• ¡Habrase visto tamaña ignominia!
  • ¡Ya no respetan nada, por dios!

A Alfonso Varón se le iba hinchando la vena cava superior conforme soltaba improperios y se acordaba de la madre, del padre y de todos los familiares del autor o autores de la pancarta que colgaba a la entrada del recito ferial en la que podía leerse “Alfonso Varón, fulero, putero y ladrón”.
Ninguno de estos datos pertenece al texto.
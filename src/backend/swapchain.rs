// Swapchain - Window presentation
//
// Manages the chain of images we present to the screen.
// Fixed policy: BGRA8 UNORM / sRGB non-linear, FIFO (vsync), and
// TRANSFER_DST usage so images can be filled by blits from compute output.
//
// Invariant: images.len() == image_views.len(), created and destroyed together.

use super::error::{GpuError, Result};
use super::{Surface, VulkanDevice};
use ash::vk;
use std::sync::Arc;

pub const PREFERRED_FORMAT: vk::SurfaceFormatKHR = vk::SurfaceFormatKHR {
    format: vk::Format::B8G8R8A8_UNORM,
    color_space: vk::ColorSpaceKHR::SRGB_NONLINEAR,
};

pub const IMAGE_USAGE: vk::ImageUsageFlags = vk::ImageUsageFlags::from_raw(
    vk::ImageUsageFlags::COLOR_ATTACHMENT.as_raw() | vk::ImageUsageFlags::TRANSFER_DST.as_raw(),
);

pub struct Swapchain {
    pub swapchain: vk::SwapchainKHR,
    pub swapchain_loader: ash::khr::swapchain::Device,
    pub images: Vec<vk::Image>,
    pub image_views: Vec<vk::ImageView>,
    pub format: vk::Format,
    pub extent: vk::Extent2D,
    device: Arc<VulkanDevice>,
    surface: Arc<Surface>,
}

impl Swapchain {
    pub fn new(
        device: Arc<VulkanDevice>,
        surface: Arc<Surface>,
        width: u32,
        height: u32,
    ) -> Result<Self> {
        let swapchain_loader =
            ash::khr::swapchain::Device::new(&device.instance().instance, &device.device);

        let mut swapchain = Self {
            swapchain: vk::SwapchainKHR::null(),
            swapchain_loader,
            images: Vec::new(),
            image_views: Vec::new(),
            format: PREFERRED_FORMAT.format,
            extent: vk::Extent2D::default(),
            device,
            surface,
        };
        swapchain.create(width, height)?;

        Ok(swapchain)
    }

    /// Create the swapchain, its images and one view per image.
    ///
    /// Must only be called while nothing is alive (after `new` or `destroy`).
    fn create(&mut self, width: u32, height: u32) -> Result<()> {
        if width == 0 || height == 0 {
            return Err(GpuError::ZeroExtent { width, height });
        }

        log::info!("Creating swapchain: {}x{}", width, height);

        let support = self.surface.support(self.device.physical_device)?;

        let surface_format = choose_surface_format(&support.formats)
            .ok_or_else(|| GpuError::SwapchainCreation("surface reports no formats".into()))?;
        let present_mode = choose_present_mode(&support.present_modes);
        let extent = choose_extent(&support.capabilities, width, height);
        if extent.width == 0 || extent.height == 0 {
            return Err(GpuError::ZeroExtent {
                width: extent.width,
                height: extent.height,
            });
        }
        let image_count = choose_image_count(&support.capabilities);

        let create_info = vk::SwapchainCreateInfoKHR::default()
            .surface(self.surface.surface)
            .min_image_count(image_count)
            .image_format(surface_format.format)
            .image_color_space(surface_format.color_space)
            .image_extent(extent)
            .image_array_layers(1)
            .image_usage(IMAGE_USAGE)
            .image_sharing_mode(vk::SharingMode::EXCLUSIVE)
            .pre_transform(support.capabilities.current_transform)
            .composite_alpha(vk::CompositeAlphaFlagsKHR::OPAQUE)
            .present_mode(present_mode)
            .clipped(true);

        let swapchain = unsafe { self.swapchain_loader.create_swapchain(&create_info, None) }
            .map_err(|e| GpuError::SwapchainCreation(e.to_string()))?;

        let images = match unsafe { self.swapchain_loader.get_swapchain_images(swapchain) } {
            Ok(images) => images,
            Err(e) => {
                unsafe { self.swapchain_loader.destroy_swapchain(swapchain, None) };
                return Err(GpuError::SwapchainCreation(format!("get images: {e}")));
            }
        };

        let mut image_views = Vec::with_capacity(images.len());
        for &image in &images {
            let create_info = vk::ImageViewCreateInfo::default()
                .image(image)
                .view_type(vk::ImageViewType::TYPE_2D)
                .format(surface_format.format)
                .components(vk::ComponentMapping::default())
                .subresource_range(
                    vk::ImageSubresourceRange::default()
                        .aspect_mask(vk::ImageAspectFlags::COLOR)
                        .base_mip_level(0)
                        .level_count(1)
                        .base_array_layer(0)
                        .layer_count(1),
                );

            match unsafe { self.device.device.create_image_view(&create_info, None) } {
                Ok(view) => image_views.push(view),
                Err(e) => {
                    // Release what was made so far, nothing escapes half-built
                    unsafe {
                        for view in image_views {
                            self.device.device.destroy_image_view(view, None);
                        }
                        self.swapchain_loader.destroy_swapchain(swapchain, None);
                    }
                    return Err(GpuError::SwapchainCreation(format!("image view: {e}")));
                }
            }
        }

        log::info!(
            "Created swapchain with {} images, {:?} {:?}, {}x{}",
            images.len(),
            surface_format.format,
            present_mode,
            extent.width,
            extent.height
        );

        self.swapchain = swapchain;
        self.images = images;
        self.image_views = image_views;
        self.format = surface_format.format;
        self.extent = extent;

        Ok(())
    }

    /// Destroy views and the swapchain. Device and surface stay alive.
    pub fn destroy(&mut self) {
        if self.swapchain == vk::SwapchainKHR::null() {
            return;
        }

        log::debug!("Destroying swapchain ({} views)", self.image_views.len());

        unsafe {
            for view in self.image_views.drain(..) {
                self.device.device.destroy_image_view(view, None);
            }
            self.swapchain_loader.destroy_swapchain(self.swapchain, None);
        }

        self.images.clear();
        self.swapchain = vk::SwapchainKHR::null();
    }

    /// Rebuild at a new size after the window changed.
    ///
    /// The old views are released before new ones are made. On error the
    /// swapchain is left destroyed.
    pub fn recreate(&mut self, width: u32, height: u32) -> Result<()> {
        self.device.wait_idle()?;
        self.destroy();
        self.create(width, height)
    }

    pub fn image_count(&self) -> usize {
        debug_assert_eq!(self.images.len(), self.image_views.len());
        self.images.len()
    }

    pub fn is_alive(&self) -> bool {
        self.swapchain != vk::SwapchainKHR::null()
    }
}

impl Drop for Swapchain {
    fn drop(&mut self) {
        self.destroy();
    }
}

/// Pick BGRA8 UNORM / sRGB non-linear, else whatever the surface lists first
pub fn choose_surface_format(available: &[vk::SurfaceFormatKHR]) -> Option<vk::SurfaceFormatKHR> {
    available
        .iter()
        .copied()
        .find(|f| f.format == PREFERRED_FORMAT.format && f.color_space == PREFERRED_FORMAT.color_space)
        .or_else(|| {
            let fallback = available.first().copied();
            if let Some(format) = fallback {
                log::warn!("B8G8R8A8_UNORM unavailable, falling back to {:?}", format.format);
            }
            fallback
        })
}

/// Always FIFO: vsync-locked, no tearing, and the one mode every driver must offer
pub fn choose_present_mode(available: &[vk::PresentModeKHR]) -> vk::PresentModeKHR {
    if !available.contains(&vk::PresentModeKHR::FIFO) {
        log::warn!("Surface does not list FIFO ({:?}), using it anyway", available);
    }
    vk::PresentModeKHR::FIFO
}

pub fn choose_extent(
    capabilities: &vk::SurfaceCapabilitiesKHR,
    width: u32,
    height: u32,
) -> vk::Extent2D {
    // u32::MAX means the surface size is decided by the swapchain
    if capabilities.current_extent.width != u32::MAX {
        capabilities.current_extent
    } else {
        vk::Extent2D {
            width: width.clamp(
                capabilities.min_image_extent.width,
                capabilities.max_image_extent.width,
            ),
            height: height.clamp(
                capabilities.min_image_extent.height,
                capabilities.max_image_extent.height,
            ),
        }
    }
}

/// One more than the minimum so we never wait on the driver, capped by max (0 = no cap)
pub fn choose_image_count(capabilities: &vk::SurfaceCapabilitiesKHR) -> u32 {
    let wanted = capabilities.min_image_count + 1;
    if capabilities.max_image_count > 0 {
        wanted.min(capabilities.max_image_count)
    } else {
        wanted
    }
}

#[cfg(test)]
mod tests {
    use super::*;

    fn capabilities(current: (u32, u32), min_images: u32, max_images: u32) -> vk::SurfaceCapabilitiesKHR {
        vk::SurfaceCapabilitiesKHR {
            min_image_count: min_images,
            max_image_count: max_images,
            current_extent: vk::Extent2D {
                width: current.0,
                height: current.1,
            },
            min_image_extent: vk::Extent2D {
                width: 1,
                height: 1,
            },
            max_image_extent: vk::Extent2D {
                width: 4096,
                height: 2048,
            },
            ..Default::default()
        }
    }

    #[test]
    fn prefers_bgra_unorm() {
        let formats = [
            vk::SurfaceFormatKHR {
                format: vk::Format::R8G8B8A8_SRGB,
                color_space: vk::ColorSpaceKHR::SRGB_NONLINEAR,
            },
            PREFERRED_FORMAT,
        ];
        let chosen = choose_surface_format(&formats).map(|f| (f.format, f.color_space));
        assert_eq!(
            chosen,
            Some((vk::Format::B8G8R8A8_UNORM, vk::ColorSpaceKHR::SRGB_NONLINEAR))
        );
    }

    #[test]
    fn falls_back_to_first_format() {
        let only = vk::SurfaceFormatKHR {
            format: vk::Format::R8G8B8A8_UNORM,
            color_space: vk::ColorSpaceKHR::SRGB_NONLINEAR,
        };
        let chosen = choose_surface_format(&[only]).map(|f| f.format);
        assert_eq!(chosen, Some(vk::Format::R8G8B8A8_UNORM));
        assert!(choose_surface_format(&[]).is_none());
    }

    #[test]
    fn present_mode_is_always_fifo() {
        let modes = [vk::PresentModeKHR::MAILBOX, vk::PresentModeKHR::IMMEDIATE, vk::PresentModeKHR::FIFO];
        assert_eq!(choose_present_mode(&modes), vk::PresentModeKHR::FIFO);
        assert_eq!(choose_present_mode(&[]), vk::PresentModeKHR::FIFO);
    }

    #[test]
    fn extent_follows_surface_when_fixed() {
        let caps = capabilities((1700, 900), 2, 3);
        assert_eq!(choose_extent(&caps, 800, 600), vk::Extent2D { width: 1700, height: 900 });
    }

    #[test]
    fn extent_clamps_request_when_surface_undecided() {
        let caps = capabilities((u32::MAX, u32::MAX), 2, 3);
        assert_eq!(choose_extent(&caps, 1700, 900), vk::Extent2D { width: 1700, height: 900 });
        assert_eq!(choose_extent(&caps, 8000, 0), vk::Extent2D { width: 4096, height: 1 });
    }

    #[test]
    fn image_count_is_min_plus_one_within_max() {
        assert_eq!(choose_image_count(&capabilities((1, 1), 2, 0)), 3);
        assert_eq!(choose_image_count(&capabilities((1, 1), 2, 8)), 3);
        assert_eq!(choose_image_count(&capabilities((1, 1), 3, 3)), 3);
    }

    #[test]
    fn usage_allows_blits_into_images() {
        assert!(IMAGE_USAGE.contains(vk::ImageUsageFlags::TRANSFER_DST));
        assert!(IMAGE_USAGE.contains(vk::ImageUsageFlags::COLOR_ATTACHMENT));
    }
}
Ninguno de los adjetivos expuestos en esa pancarta estaban errados. Alfonso, un tipo sin escrúpulos, de estatura más bien conservadora, barriga prominente y esa mirada que tienen los tipos zafios con dinero que saben que no son queridos pero que son capaces de abrir cualquier puerta con su billetera, era persona, para quién le conocía, de poco fiar (de esos con lo que haces una vez un negocio y nunca más), de los que arreglan siempre los asuntos en un lupanar o contratando chicas jóvenes dispuestas a todo por unos cuantos miles de euros y sobre todo un indecente “empresario” que había dejado en la ruina a muchas parejas de la zona vendiéndoles un piso, sobre plano, que jamás llegó a construirse porque la cooperativa que montó el fulano, acabó en la ruina. Todo el mundo fue consciente de quién se llevó el dinero, pero la justicia no tomó cartas en el asunto ya que Alfonso, en su papel de administrador, únicamente ejecutaba aquellas ordenes que los propios socios, engañados por él, tomaban erróneamente en asambleas. Esas decisiones siempre partían de él, pero supo cubrirse las espaldas para no acabar en la cárcel.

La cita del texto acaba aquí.